There’s an old saying along the lines of ‘there’s speculation, then there’s more speculation, and then there’s cosmology.’ When it comes down to the likes of thebig bang, while there are alternative theories, it’s arguable that there’s a lot of evidence to make it likely. But what old statesman of science writing John Gribbin does here is launch off with a swallow dive into the deep end of the cosmology speculation pool.
To be fair, this isn’t how Gribbin seems to see it. He argues that some aspects of the multiverse – the idea that there isn’t a single universe but multiple versions of it, whether in a quantum ‘many worlds’ form or through multiple bubbles of inflation happening in a wider multiverse of which our entire universe is just one bubble – are almost inevitably true. This isn’t, in fairness, a view held by all physicists, but he makes a good stab at persuading us that this is the right line to follow.
What is beyond doubt is that Gribbin tells a fascinating story and beguiles us with the many possibilities for multiverses. Sometimes he raises an idea just to dash it. He doesn’t like the ‘bouncing branes’ idea, because he wants more richness than just a single repeating collision. And he finds the idea of virtual ‘Matrix style’ universe running on a higher intelligence’s computers too unlikely. But throughout Gribbin presents us with an entertaining and mind-stretching collection of ideas.
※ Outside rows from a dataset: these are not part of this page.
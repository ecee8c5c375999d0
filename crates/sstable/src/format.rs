//! Format constants and footer handling shared by the writer and reader.

use byteorder::{LittleEndian, ReadBytesExt};
use std::fs::File;
use std::io::{Seek, SeekFrom};

use crate::SstError;

/// Magic identifying a ForgeDB SSTable ("FSDB").
pub const SSTABLE_MAGIC: u32 = 0x4653_4442;

/// magic (u32) + count (u32).
pub const HEADER_SIZE: u64 = 8;

/// index_start_offset (u64) + bloom_start_offset (u64).
pub const FOOTER_SIZE: u64 = 16;

/// One sparse-index entry is emitted per this many data records.
pub const INDEX_STRIDE: usize = 32;

/// Bloom filter sizing for freshly written tables.
pub const BLOOM_BITS: u32 = 1 << 20;
pub const BLOOM_HASHES: u8 = 7;

/// Caps on attacker-controlled counts, so a malformed file cannot force an
/// enormous allocation.
pub(crate) const MAX_INDEX_COUNT: u32 = 1 << 20;
pub(crate) const MAX_KEY_BYTES: u32 = 1 << 20;

/// Parsed footer: absolute start offsets of the index and bloom regions.
pub(crate) struct Footer {
    pub index_start: u64,
    pub bloom_start: u64,
}

impl Footer {
    /// Reads and validates the footer from the last 16 bytes of the file.
    ///
    /// Region layout must satisfy
    /// `HEADER_SIZE <= index_start < bloom_start < file_size - FOOTER_SIZE`;
    /// anything else is corruption.
    pub(crate) fn read(f: &mut File, file_size: u64) -> Result<Self, SstError> {
        if file_size < HEADER_SIZE + FOOTER_SIZE {
            return Err(SstError::Corrupt);
        }
        let footer_start = file_size - FOOTER_SIZE;

        f.seek(SeekFrom::Start(footer_start))?;
        let index_start = f.read_u64::<LittleEndian>().map_err(|_| SstError::Corrupt)?;
        let bloom_start = f.read_u64::<LittleEndian>().map_err(|_| SstError::Corrupt)?;

        if index_start < HEADER_SIZE || index_start >= footer_start {
            return Err(SstError::Corrupt);
        }
        if bloom_start <= index_start || bloom_start >= footer_start {
            return Err(SstError::Corrupt);
        }

        Ok(Self {
            index_start,
            bloom_start,
        })
    }
}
I’m not totally comfortable with everything in the book. Gribbin is too loose with his approach to infinity, employing the concept in a way that is mathematically dubious. He is also prone to make giant leaps of logic that may have an underlying detail we don’t see – but without that detail they are baffling. So, for instance, he says when referring to the first, small examples of a quantum computer in action he says ‘This proved that quantum computing works, proved that Shor’s algorithm works, and makes it very difficult to doubt the existence of the Multiverse.’ That last part is a huge leap that really isn’t obvious to the reader.
I was also a little concerned by Gribbin’s explanation of entropy. He describes a block of ice melting and says there is then less order – which means less information and less complexity. Yet without more explanation, the ‘less information’ bit doesn’t make a lot of sense. You need a lot less information to describe a regular block of ice, which you can describe at a molecular level using some simple formulae, than you do a fluid, where you would have to describe the position and state of every single molecule. It’s not that he’s wrong, but the example is confusing.
So we could have done with a little more clarity in places -and that’s why the book gets four stars rather than five – yet this remains an engaging voyage around the manifold possibilities for the multiverse that many will enjoy.